And lastly, you'll want to check for the buckles, and if they show a show any signs of cracks or bends in the buckles or any sign that they're probably not safe to use, then the harness as a whole should be retired. 

So next, we're going to talk about helmets. And like a lot of hardware, helmets will generally have a longer lifespan than fabric, like ropes and harnesses. But it's always good to consider retiring your helmet after any big impact on the wall, any severe rock fall. Basically, if you see any huge dents or deformities to the shape of the helmet, it's time to retire it. 

Like a lot of climbing gear, helmets will just populate with a lot of dings and scratches. Generally, it's still safe to climb in your helmet after you see all these marks. But like I mentioned, anything that alters the integrity of the helmet is a sign that you should retire it. 

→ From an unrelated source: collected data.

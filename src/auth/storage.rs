// Durable key-value mirror for session tokens

use anyhow::{Context, Result};
use dashmap::DashMap;
use std::collections::BTreeMap;
use std::path::{Path, PathBuf};
use std::sync::{Arc, Mutex};

/// Key holding the current access token
pub const ACCESS_TOKEN_KEY: &str = "access_token";

/// Key holding the current refresh token
pub const REFRESH_TOKEN_KEY: &str = "refresh_token";

/// Key holding the aggregated persisted session
pub const PERSISTED_SESSION_KEY: &str = "persist:root";

/// Every key removed when a session ends
pub const SESSION_KEYS: [&str; 3] = [ACCESS_TOKEN_KEY, REFRESH_TOKEN_KEY, PERSISTED_SESSION_KEY];

/// Durable string key-value storage
///
/// Methods are synchronous and may block.
pub trait KeyValueStore: Send + Sync {
    fn get(&self, key: &str) -> Result<Option<String>>;

    fn set(&self, key: &str, value: &str) -> Result<()>;

    /// Removing a missing key is not an error
    fn remove(&self, key: &str) -> Result<()>;
}

/// In-process store, cloned handles share the same entries
#[derive(Debug, Clone, Default)]
pub struct MemoryStore {
    entries: Arc<DashMap<String, String>>,
}

impl MemoryStore {
    pub fn new() -> Self {
        Self::default()
    }

    pub fn contains(&self, key: &str) -> bool {
        self.entries.contains_key(key)
    }

    pub fn len(&self) -> usize {
        self.entries.len()
    }

    pub fn is_empty(&self) -> bool {
        self.entries.is_empty()
    }
}

impl KeyValueStore for MemoryStore {
    fn get(&self, key: &str) -> Result<Option<String>> {
        Ok(self.entries.get(key).map(|entry| entry.value().clone()))
    }

    fn set(&self, key: &str, value: &str) -> Result<()> {
        self.entries.insert(key.to_string(), value.to_string());
        Ok(())
    }

    fn remove(&self, key: &str) -> Result<()> {
        self.entries.remove(key);
        Ok(())
    }
}

/// Store backed by a single JSON object file
///
/// Every call does blocking file I/O. [`CredentialStore`] runs its mirror
/// writes on the blocking pool; other async callers should do the same.
///
/// [`CredentialStore`]: super::CredentialStore
pub struct FileStore {
    path: PathBuf,
    /// Serializes read-modify-write cycles within this process
    lock: Mutex<()>,
}

impl FileStore {
    pub fn new(path: impl Into<PathBuf>) -> Self {
        Self {
            path: path.into(),
            lock: Mutex::new(()),
        }
    }

    pub fn path(&self) -> &Path {
        &self.path
    }

    fn read_entries(&self) -> Result<BTreeMap<String, String>> {
        if !self.path.exists() {
            return Ok(BTreeMap::new());
        }

        let content = std::fs::read_to_string(&self.path)
            .with_context(|| format!("Failed to read session file: {}", self.path.display()))?;

        if content.trim().is_empty() {
            return Ok(BTreeMap::new());
        }

        serde_json::from_str(&content)
            .with_context(|| format!("Failed to parse session file: {}", self.path.display()))
    }

    fn write_entries(&self, entries: &BTreeMap<String, String>) -> Result<()> {
        if let Some(parent) = self.path.parent() {
            if !parent.as_os_str().is_empty() {
                std::fs::create_dir_all(parent).with_context(|| {
                    format!("Failed to create session directory: {}", parent.display())
                })?;
            }
        }

        let content =
            serde_json::to_string_pretty(entries).context("Failed to serialize session file")?;
        std::fs::write(&self.path, content)
            .with_context(|| format!("Failed to write session file: {}", self.path.display()))
    }

    fn update<F>(&self, f: F) -> Result<()>
    where
        F: FnOnce(&mut BTreeMap<String, String>),
    {
        let _guard = self
            .lock
            .lock()
            .map_err(|_| anyhow::anyhow!("Session file lock poisoned"))?;
        let mut entries = self.read_entries()?;
        f(&mut entries);
        self.write_entries(&entries)
    }
}

impl KeyValueStore for FileStore {
    fn get(&self, key: &str) -> Result<Option<String>> {
        let _guard = self
            .lock
            .lock()
            .map_err(|_| anyhow::anyhow!("Session file lock poisoned"))?;
        Ok(self.read_entries()?.remove(key))
    }

    fn set(&self, key: &str, value: &str) -> Result<()> {
        self.update(|entries| {
            entries.insert(key.to_string(), value.to_string());
        })
    }

    fn remove(&self, key: &str) -> Result<()> {
        if !self.path.exists() {
            return Ok(());
        }
        self.update(|entries| {
            entries.remove(key);
        })
    }
}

So next, we're going to talk about climbing shoes, and unlike a lot of the gear on this list, climbing shoes are probably not the most crucial to your safety, as would a harness or a rope would be. But it's still important to inspect them, to keep fresh and updated. The first and probably most important thing to look out for is the rubber tread or the sole on your climbing shoe. Oftentimes, new climbing shoes will have a sharper edge, and they'll feel really grippy. But over time, the edge will round, and the rubber will feel smooth and soft and won't allow your feet to stick on the rock or the holds of the wall. 

I will say that this is very performance-based. So if you feel like you're not getting the best performance out of your shoe, and you're not sticking those holds as much as you'd like, then you can consider resoling your shoes. Another good thing is that, like I mentioned, you don't have to replace your climbing shoe a lot of the time because you can send these in and get them resoled, which means they'll replace the rubber on the bottom without having to just buy a brand new pair of shoes. 

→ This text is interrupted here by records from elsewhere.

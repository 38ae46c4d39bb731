//! Embedding extraction seam.
//!
//! Face detection and encoding are delegated to an external capability: given
//! an image, produce zero or more embeddings with bounding boxes. The core only
//! depends on the [`FaceExtractor`] trait.

use crate::types::Probe;
use image::{GrayImage, ImageFormat};
use std::io::{Cursor, Write};
use std::process::{Command, Stdio};
use thiserror::Error;

#[derive(Error, Debug)]
pub enum ExtractorError {
    #[error("failed to launch extractor `{program}`: {source}")]
    Launch {
        program: String,
        source: std::io::Error,
    },
    #[error("extractor exited with {status}: {stderr}")]
    Failed { status: String, stderr: String },
    #[error("malformed extractor output: {0}")]
    MalformedOutput(#[from] serde_json::Error),
    #[error("image encoding failed: {0}")]
    Encode(#[from] image::ImageError),
    #[error("extractor i/o: {0}")]
    Io(#[from] std::io::Error),
}

/// Produces probes (embedding + optional region) for every face in an image.
///
/// An empty result is valid: the image simply contained no detectable face.
pub trait FaceExtractor {
    fn detect(&mut self, image: &GrayImage) -> Result<Vec<Probe>, ExtractorError>;
}

impl<E: FaceExtractor + ?Sized> FaceExtractor for Box<E> {
    fn detect(&mut self, image: &GrayImage) -> Result<Vec<Probe>, ExtractorError> {
        (**self).detect(image)
    }
}

impl<E: FaceExtractor + ?Sized> FaceExtractor for &mut E {
    fn detect(&mut self, image: &GrayImage) -> Result<Vec<Probe>, ExtractorError> {
        (**self).detect(image)
    }
}

/// Runs a helper program once per image.
///
/// The image is written to the helper's stdin as PNG. The helper prints a JSON
/// array on stdout:
///
/// ```text
/// [{"embedding": [0.01, -0.12, ...], "box": {"x": 10, "y": 20, "width": 64, "height": 64}}]
/// ```
pub struct CommandExtractor {
    program: String,
    args: Vec<String>,
}

impl CommandExtractor {
    /// Build from a shell-style command line, split on whitespace.
    pub fn from_command_line(command: &str) -> Option<Self> {
        let mut parts = command.split_whitespace().map(str::to_string);
        let program = parts.next()?;
        Some(Self {
            program,
            args: parts.collect(),
        })
    }

    pub fn program(&self) -> &str {
        &self.program
    }
}

impl FaceExtractor for CommandExtractor {
    fn detect(&mut self, image: &GrayImage) -> Result<Vec<Probe>, ExtractorError> {
        let mut png = Vec::new();
        image.write_to(&mut Cursor::new(&mut png), ImageFormat::Png)?;

        let mut child = Command::new(&self.program)
            .args(&self.args)
            .stdin(Stdio::piped())
            .stdout(Stdio::piped())
            .stderr(Stdio::piped())
            .spawn()
            .map_err(|source| ExtractorError::Launch {
                program: self.program.clone(),
                source,
            })?;

        // Stdin is written from a scoped thread; the child is always reaped.
        let stdin = child.stdin.take();
        let (written, output) = std::thread::scope(|scope| {
            let writer = scope.spawn(move || match stdin {
                Some(mut stdin) => stdin.write_all(&png),
                None => Ok(()),
            });
            let output = child.wait_with_output();
            let written = writer
                .join()
                .unwrap_or_else(|_| Err(std::io::Error::other("stdin writer panicked")));
            (written, output)
        });

        let output = output?;
        let stderr = String::from_utf8_lossy(&output.stderr).trim().to_string();
        if !output.status.success() {
            return Err(ExtractorError::Failed {
                status: output.status.to_string(),
                stderr,
            });
        }
        if let Err(err) = written {
            return Err(ExtractorError::Failed {
                status: output.status.to_string(),
                stderr: format!("helper did not read the image: {err}"),
            });
        }

        parse_probes(&output.stdout)
    }
}

/// Parse the helper's JSON output. Blank output means no faces.
pub fn parse_probes(stdout: &[u8]) -> Result<Vec<Probe>, ExtractorError> {
    if stdout.iter().all(u8::is_ascii_whitespace) {
        return Ok(Vec::new());
    }
    Ok(serde_json::from_slice(stdout)?)
}

#[cfg(test)]
mod tests {
    use super::*;

    #[test]
    fn test_from_command_line_splits_args() {
        let ex = CommandExtractor::from_command_line("python3 extract.py --model hog").unwrap();
        assert_eq!(ex.program(), "python3");
        assert_eq!(ex.args, vec!["extract.py", "--model", "hog"]);
    }

    #[test]
    fn test_from_command_line_empty() {
        assert!(CommandExtractor::from_command_line("   ").is_none());
    }

    #[test]
    fn test_parse_probes_multiple_faces() {
        let out = br#"[
            {"embedding": [0.1, 0.2]},
            {"embedding": [0.3, 0.4], "box": {"x": 0, "y": 0, "width": 8, "height": 8}}
        ]"#;
        let probes = parse_probes(out).unwrap();
        assert_eq!(probes.len(), 2);
        assert!(probes[0].region.is_none());
        assert!(probes[1].region.is_some());
    }

    #[test]
    fn test_parse_probes_blank_is_empty() {
        assert!(parse_probes(b"\n").unwrap().is_empty());
    }

    #[test]
    fn test_parse_probes_malformed() {
        assert!(matches!(
            parse_probes(b"not json"),
            Err(ExtractorError::MalformedOutput(_))
        ));
    }

    #[test]
    fn test_missing_program_is_launch_error() {
        let mut ex = CommandExtractor::from_command_line("/nonexistent/rollcall-extract").unwrap();
        let img = GrayImage::new(4, 4);
        assert!(matches!(ex.detect(&img), Err(ExtractorError::Launch { .. })));
    }

    #[test]
    fn test_failing_helper_reports_stderr() {
        let mut ex =
            CommandExtractor::from_command_line("ls /nonexistent/rollcall-dataset").unwrap();
        let img = GrayImage::new(4, 4);
        match ex.detect(&img) {
            Err(ExtractorError::Failed { stderr, .. }) => {
                assert!(stderr.contains("rollcall-dataset"), "stderr was {stderr:?}");
            }
            other => panic!("expected Failed, got {other:?}"),
        }
    }

    #[test]
    fn test_helper_that_ignores_stdin_is_failed_not_io() {
        // Noise does not compress, so the PNG is far larger than a pipe buffer.
        let mut s: u32 = 7;
        let img = GrayImage::from_fn(1500, 1500, |_, _| {
            s = s.wrapping_mul(1664525).wrapping_add(1013904223);
            image::Luma([(s >> 24) as u8])
        });
        let mut ex = CommandExtractor::from_command_line("true").unwrap();
        assert!(matches!(ex.detect(&img), Err(ExtractorError::Failed { .. })));
    }

    #[test]
    fn test_false_helper_is_failed() {
        let mut ex = CommandExtractor::from_command_line("false").unwrap();
        let img = GrayImage::new(4, 4);
        assert!(matches!(ex.detect(&img), Err(ExtractorError::Failed { .. })));
    }
}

So as you can tell, checking to see whether your gear needs to be retired is complicated and is not an exact science. A lot of the times you'll be eyeballing your gear going with your gut. So if you're unsure, I would encourage you to just check with your more experienced climbing friends. So those are the basics of when to know it's time to retire your climbing gear. Thanks for watching, and we'll see you next time. 

Sup. Next, we're going to talk about-- [LAUGHS]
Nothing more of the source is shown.